I use to think that the “message” of e-learning could be sold to practitioners.

I use to think that once the “message” was sold that these practitioners would then embrace e-learning and use it to enhance and enrich their teaching and their students’ learning.

I use to think, once sold, that these practitioners would continue to use e-learning as e-learning evolved and changed over the years.

I use to think, that these practitioners would sell the “message” to others in their curriculum area and the cycle would continue.

I no longer think this way.

I still agree with this.

I am still told though today by managers that the “case” for using learning technologies needs to be “sold” to the practitioners, and that persuasion should be enough to “convince” them of the value that using these technologies will add to the learner experience and learner engagement.

The problem I have with this, is if it worked then it would have worked years ago!

Don’t get me wrong I know that this way of engaging with practitioners will, and does work with many practitioners (or should that be some practitioners), it will also work for most learning technologies.

However let me ask you another question, is this the approach used when using administrative systems such as registers or assessment tracking? No you wouldn’t try and persuade practitioners to use the register, you would tell them that they have to use it as part of their job.

If managers want practitioners to be “sold” the benefits of technology and persuaded to use them, then they shouldn’t be surprised if practitioners “choose” not to use them, or not use them to their full functionality and benefit. That choice many not necessarily be an informed choice, or a rational choice.

However I also know that “forcing” or telling people that they “must” use learning technologies also doesn’t work, or isn’t very effective.

I should say that at this point my view is that learning technologies should not just be used for the sake of using learning technologies. They are best used when they help either to solve a problem, improves efficiency, makes things better or more effective, or allows for learning to happen in a totally different way that makes it more open, inclusive and accessible.

In order to get practitioners using technology extensively and creatively is to change the culture, from one where technology is the problem, to one where it is part of the solution. Now that is easier said than done.

One thought on “Thinking Differently: The Persuasion”
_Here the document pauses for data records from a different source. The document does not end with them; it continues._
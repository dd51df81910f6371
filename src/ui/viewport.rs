//! Scroll state of the document pane.
//!
//! The [`Viewport`] counts rows of the laid-out document, not blocks.

use std::ops::Range;

/// Manages the visible rows of the document pane.
///
/// # Example
///
/// ```
/// use blockdown::ui::viewport::Viewport;
///
/// let mut vp = Viewport::new(80, 24, 100);
/// assert_eq!(vp.visible_range(), 0..24);
///
/// vp.scroll_down(10);
/// assert_eq!(vp.visible_range(), 10..34);
/// ```
#[derive(Debug, Clone, PartialEq, Eq)]
pub struct Viewport {
    width: u16,
    height: u16,
    offset: usize,
    total_rows: usize,
}

impl Viewport {
    /// Create a viewport `width` columns by `height` rows over `total_rows`.
    pub const fn new(width: u16, height: u16, total_rows: usize) -> Self {
        Self {
            width,
            height,
            offset: 0,
            total_rows,
        }
    }

    /// First visible row.
    pub const fn offset(&self) -> usize {
        self.offset
    }

    pub const fn width(&self) -> u16 {
        self.width
    }

    pub const fn height(&self) -> u16 {
        self.height
    }

    pub const fn total_rows(&self) -> usize {
        self.total_rows
    }

    /// Rows currently on screen, clamped to the document.
    pub fn visible_range(&self) -> Range<usize> {
        let start = self.offset;
        let end = (self.offset + self.height as usize).min(self.total_rows);
        start..end
    }

    /// Scroll position as a percentage (0-100).
    pub fn scroll_percent(&self) -> u8 {
        let max_offset = self.max_offset();
        if max_offset == 0 {
            return 100;
        }
        // Percentage value always 0-100
        #[allow(
            clippy::cast_precision_loss,
            clippy::cast_possible_truncation,
            clippy::cast_sign_loss
        )]
        {
            ((self.offset as f64 / max_offset as f64) * 100.0).round() as u8
        }
    }

    pub const fn can_scroll_up(&self) -> bool {
        self.offset > 0
    }

    pub const fn can_scroll_down(&self) -> bool {
        self.offset < self.max_offset()
    }

    pub const fn scroll_up(&mut self, n: usize) {
        self.offset = self.offset.saturating_sub(n);
    }

    pub fn scroll_down(&mut self, n: usize) {
        self.offset = (self.offset + n).min(self.max_offset());
    }

    pub const fn page_up(&mut self) {
        self.scroll_up(self.height as usize);
    }

    pub fn page_down(&mut self) {
        self.scroll_down(self.height as usize);
    }

    pub const fn go_to_top(&mut self) {
        self.offset = 0;
    }

    pub const fn go_to_bottom(&mut self) {
        self.offset = self.max_offset();
    }

    /// Scroll the least amount that brings `rows` on screen.
    ///
    /// A range taller than the viewport is aligned to its first row.
    pub fn ensure_visible(&mut self, rows: Range<usize>) {
        let height = self.height as usize;
        if rows.start < self.offset || rows.len() > height {
            self.offset = rows.start;
        } else if rows.end > self.offset + height {
            self.offset = rows.end - height;
        }
        self.offset = self.offset.min(self.max_offset());
    }

    pub fn resize(&mut self, width: u16, height: u16) {
        self.width = width;
        self.height = height;
        self.offset = self.offset.min(self.max_offset());
    }

    /// Update the document length after a relayout.
    pub fn set_total_rows(&mut self, total: usize) {
        self.total_rows = total;
        self.offset = self.offset.min(self.max_offset());
    }

    const fn max_offset(&self) -> usize {
        self.total_rows.saturating_sub(self.height as usize)
    }
}
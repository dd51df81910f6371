use crate::app::{App, Message, Model, ToastLevel};
use crate::io::{FileError, display_name};

use super::model::PromptKind;

impl App {
    pub(super) fn handle_message_side_effects(&self, model: &mut Model, msg: &Message) {
        if matches!(msg, Message::PromptSubmit) {
            self.run_prompt(model);
        }
    }

    fn run_prompt(&self, model: &mut Model) {
        let Some(prompt) = model.prompt.take() else {
            return;
        };
        match prompt.kind {
            PromptKind::Open => match self.files.open(&prompt.input) {
                Ok(opened) => {
                    let name = opened.name.clone();
                    model.load_opened(opened);
                    model.show_toast(ToastLevel::Info, format!("Opened {name}"));
                }
                Err(err) => report_file_error(model, "open", &err),
            },
            PromptKind::Save => {
                model.commit_active();
                let content = model.document.to_markdown();
                match self.files.save(&content, &prompt.input) {
                    Ok(path) => {
                        let name = display_name(&path);
                        model.document.mark_clean();
                        model.file_path = Some(path);
                        model.show_toast(ToastLevel::Success, format!("File saved as {name}"));
                        model.file_name = name;
                    }
                    Err(err) => report_file_error(model, "save", &err),
                }
            }
        }
        model.relayout();
    }
}

/// Cancellation is silent; everything else becomes an error toast.
fn report_file_error(model: &mut Model, action: &str, err: &FileError) {
    if matches!(err, FileError::UserCancelled) {
        tracing::debug!(action, "file dialog cancelled");
        return;
    }
    tracing::warn!(action, error = %err, "file operation failed");
    model.show_toast(ToastLevel::Error, format!("Failed to {action} file: {err}"));
}
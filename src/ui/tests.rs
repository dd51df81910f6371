use super::*;
use crate::app::{GUTTER_WIDTH, Message, Model, ToastLevel, update};
use crate::config::ThemeMode;
use crate::document::{Document, EMPTY_BLOCK_PLACEHOLDER};
use ratatui::Terminal;
use ratatui::backend::TestBackend;
use ratatui::buffer::Buffer;

fn create_test_terminal() -> Terminal<TestBackend> {
    let backend = TestBackend::new(80, 24);
    Terminal::new(backend).unwrap()
}

fn create_test_model() -> Model {
    let doc = Document::parse("# Title\n\nSome **bold** text\n\n- one\n- two");
    Model::new("notes.md", doc, (80, 24))
}

fn draw(model: &Model) -> Buffer {
    let mut terminal = create_test_terminal();
    terminal.draw(|frame| render(model, frame)).unwrap();
    terminal.backend().buffer().clone()
}

fn row_text(buffer: &Buffer, y: u16) -> String {
    (0..buffer.area.width)
        .map(|x| buffer[(x, y)].symbol())
        .collect()
}

fn screen_text(buffer: &Buffer) -> String {
    (0..buffer.area.height)
        .map(|y| row_text(buffer, y))
        .collect::<Vec<_>>()
        .join("\n")
}

#[test]
fn test_render_shows_blocks_in_order() {
    let buffer = draw(&create_test_model());
    assert!(row_text(&buffer, 0).contains("Title"));
    assert!(row_text(&buffer, 2).contains("Some bold text"));
    assert!(row_text(&buffer, 4).contains("one"));
    assert!(row_text(&buffer, 5).contains("two"));
}

#[test]
fn test_selected_block_has_gutter_marker() {
    let model = create_test_model();
    let buffer = draw(&model);
    let gutter_x = column_left(buffer.area, model.content_width());
    assert_eq!(buffer[(gutter_x, 0)].symbol(), "│");
    assert_eq!(buffer[(gutter_x, 2)].symbol(), " ");
}

#[test]
fn test_editing_block_shows_raw_markdown() {
    let model = update(
        update(create_test_model(), Message::SelectNext),
        Message::EditSelected,
    );
    let buffer = draw(&model);
    let gutter_x = column_left(buffer.area, model.content_width());

    assert!(row_text(&buffer, 2).contains("Some **bold** text"));
    assert_eq!(buffer[(gutter_x, 2)].symbol(), "▌");
    assert_eq!(buffer[(gutter_x, 0)].symbol(), " ");
}

#[test]
fn test_caret_cell_is_drawn_after_last_char() {
    let model = update(create_test_model(), Message::EditSelected);
    let buffer = draw(&model);
    let content_x = column_left(buffer.area, model.content_width()) + GUTTER_WIDTH;
    let theme = style::Theme::for_mode(ThemeMode::Dark);

    let caret = &buffer[(content_x + 7, 0)];
    assert_eq!(caret.symbol(), " ");
    assert_eq!(caret.bg, theme.cursor.bg.unwrap());
}

#[test]
fn test_status_bar_shows_mode_and_position() {
    let model = create_test_model();
    let buffer = draw(&model);
    let status = row_text(&buffer, 23);
    assert!(status.contains("VIEW"));
    assert!(status.contains("notes.md"));
    assert!(status.contains("Block 1/3"));

    let model = update(model, Message::EditSelected);
    let buffer = draw(&model);
    let status = row_text(&buffer, 23);
    assert!(status.contains("EDIT"));
    assert!(status.contains("Ln 1, Col 8"));
}

#[test]
fn test_status_bar_marks_unsaved_and_read_only() {
    let mut model = update(create_test_model(), Message::AddBlock);
    model.read_only = true;
    let buffer = draw(&model);
    let status = row_text(&buffer, 23);
    assert!(status.contains("* notes.md"));
    assert!(status.contains("[read-only]"));
}

#[test]
fn test_toast_is_drawn_above_status_bar() {
    let mut model = create_test_model();
    model.show_toast(ToastLevel::Success, "File saved as notes.md");
    let buffer = draw(&model);
    assert!(row_text(&buffer, 22).contains("[ok] File saved as notes.md"));
    assert!(row_text(&buffer, 23).contains("VIEW"));
}

#[test]
fn test_empty_block_shows_placeholder() {
    let doc = Document::from_blocks(["first", ""]);
    let model = Model::new("notes.md", doc, (80, 24));
    let buffer = draw(&model);
    assert!(row_text(&buffer, 2).contains(EMPTY_BLOCK_PLACEHOLDER));
}

#[test]
fn test_menu_overlay_lists_categories_and_items() {
    let model = update(create_test_model(), Message::OpenMenu);
    let screen = screen_text(&draw(&model));
    assert!(screen.contains("Insert block"));
    assert!(screen.contains("Basic"));
    assert!(screen.contains("Content"));
    assert!(screen.contains("2  Heading 1"));
    assert!(screen.contains("Divider"));
}

#[test]
fn test_settings_overlay_shows_current_values() {
    let model = update(create_test_model(), Message::ToggleSettings);
    let screen = screen_text(&draw(&model));
    assert!(screen.contains("Options"));
    assert!(screen.contains("< 80 cols >"));
    assert!(screen.contains("< 1 rows >"));
    assert!(screen.contains("< dark >"));
}

#[test]
fn test_prompt_overlay_shows_input() {
    let model = update(create_test_model(), Message::StartSave);
    let screen = screen_text(&draw(&model));
    assert!(screen.contains("Save as"));
    assert!(screen.contains("notes.md"));
}

#[test]
fn test_help_overlay_starts_at_top() {
    let model = update(create_test_model(), Message::ToggleHelp);
    let screen = screen_text(&draw(&model));
    for section in ["Help", "Blocks", "Editing", "j/k scroll"] {
        assert!(screen.contains(section), "missing {section}");
    }
}

#[test]
fn test_help_overlay_scrolls_to_remaining_sections() {
    let mut model = update(create_test_model(), Message::ToggleHelp);
    for _ in 0..40 {
        model = update(model, Message::HelpScrollDown);
    }
    let screen = screen_text(&draw(&model));
    for section in ["Help", "File", "Config", "Local override"] {
        assert!(screen.contains(section), "missing {section}");
    }
    assert!(!screen.contains("Select block"));
}

#[test]
fn test_narrow_width_setting_wraps_text() {
    let doc = Document::parse("alpha beta gamma delta epsilon zeta eta theta iota kappa lambda mu");
    let mut model = Model::new("notes.md", doc, (80, 24));
    model.settings.max_width = 40;
    model.relayout();
    let buffer = draw(&model);
    assert!(!row_text(&buffer, 1).trim().is_empty());
    assert!(row_text(&buffer, 0).trim().chars().count() <= 42);
}

#[test]
fn test_scrolled_view_starts_at_offset() {
    let mut md = String::new();
    for i in 0..40 {
        md.push_str(&format!("Block {i}\n\n"));
    }
    let model = Model::new("notes.md", Document::parse(&md), (80, 24));
    let model = update(model, Message::ScrollDown(10));
    let buffer = draw(&model);
    assert!(row_text(&buffer, 0).contains("Block 5"));
}

#[test]
fn test_tiny_terminal_does_not_panic() {
    let model = Model::new("notes.md", Document::parse("# Hi\n\nthere"), (6, 2));
    let mut terminal = Terminal::new(TestBackend::new(6, 2)).unwrap();
    terminal.draw(|frame| render(&model, frame)).unwrap();
}
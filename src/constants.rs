//! Centralized defaults for the city procedural core.
//!
//! Config defaults, generator fallbacks and tests all read from here so the
//! numbers stay in one place.

// =====================================================
// City layout
// =====================================================

/// Default number of buildings requested per district
pub const DEFAULT_BUILDING_COUNT: u32 = 200;

/// Default city extent along X (centered on the origin)
pub const DEFAULT_CITY_WIDTH: f32 = 100.0;

/// Default city extent along Z (centered on the origin)
pub const DEFAULT_CITY_DEPTH: f32 = 100.0;

/// Minimum clearance between two building footprints
pub const DEFAULT_MIN_GAP: f32 = 5.0;

/// Building width range (depth uses the same range by default)
pub const DEFAULT_WIDTH_RANGE: (f32, f32) = (3.0, 8.0);

/// Building height range (cosmetic, ignored by overlap tests)
pub const DEFAULT_HEIGHT_RANGE: (f32, f32) = (5.0, 30.0);

/// Attempts allowed per requested building: budget = count * this
pub const DEFAULT_ATTEMPTS_PER_TARGET: u32 = 20;

// =====================================================
// Roads
// =====================================================

/// Distance between parallel road centerlines
pub const DEFAULT_ROAD_SPACING: f32 = 30.0;

/// Visual road width handed to road consumers
pub const DEFAULT_ROAD_WIDTH: f32 = 2.0;

/// Height at which traffic lights sit above an intersection
pub const TRAFFIC_LIGHT_HEIGHT: f32 = 1.0;

// =====================================================
// Traffic
// =====================================================

pub const DEFAULT_VEHICLE_COUNT: u32 = 10;

/// Vehicle travel speed in world units per second
pub const DEFAULT_VEHICLE_SPEED: f32 = 10.0;

/// Distance past the city edge before a vehicle wraps back
pub const DEFAULT_VEHICLE_WRAP_MARGIN: f32 = 10.0;

/// Ride height of vehicles above the ground plane
pub const VEHICLE_RIDE_HEIGHT: f32 = 0.5;

// =====================================================
// Patrol
// =====================================================

pub const DEFAULT_WAYPOINT_COUNT: u32 = 5;

/// Patrol spawn area (X, Z) centered on the origin
pub const DEFAULT_PATROL_AREA: (f32, f32) = (50.0, 50.0);

/// Remaining path distance at which a waypoint counts as reached
pub const DEFAULT_REACH_THRESHOLD: f32 = 1.5;

/// Seconds spent at a waypoint before the next dispatch
pub const DEFAULT_WAIT_TIME: f32 = 2.0;

// =====================================================
// Seeds
// =====================================================

/// Root city seed used when no config overrides it
pub const DEFAULT_CITY_SEED: u64 = 42;

/// Emission multiplier applied to category colors
pub const STYLE_EMISSION_FACTOR: f32 = 0.3;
  1. Speaking as a time poor practitioner who wants to teach well… We are given no time to develop our practice – we do it in our time – evenings, holidays, weekends… We are rarely given the tools that we need to use – and cannot upgrade our own PCs – we need permissions for that. So on those weekends, evenings, holidays, we are learning on equipment that we have had to buy ourselves – so that our development is actually transgressive behaviour… And then the tools that the University does provide take time away from our development and our students – imagine not student registration by swipe card – but too busy staff having to open online registers and input attendance data slowly, by hand – with the threat of the whole system closing down and losing your data… Overall is the threat of punishment – there is no joy, no ownership, no creative team work – but isolated individuals always feeling that they are not good enough… It doesn’t encourage learning in our students and it rarely achieves positive development in the staff…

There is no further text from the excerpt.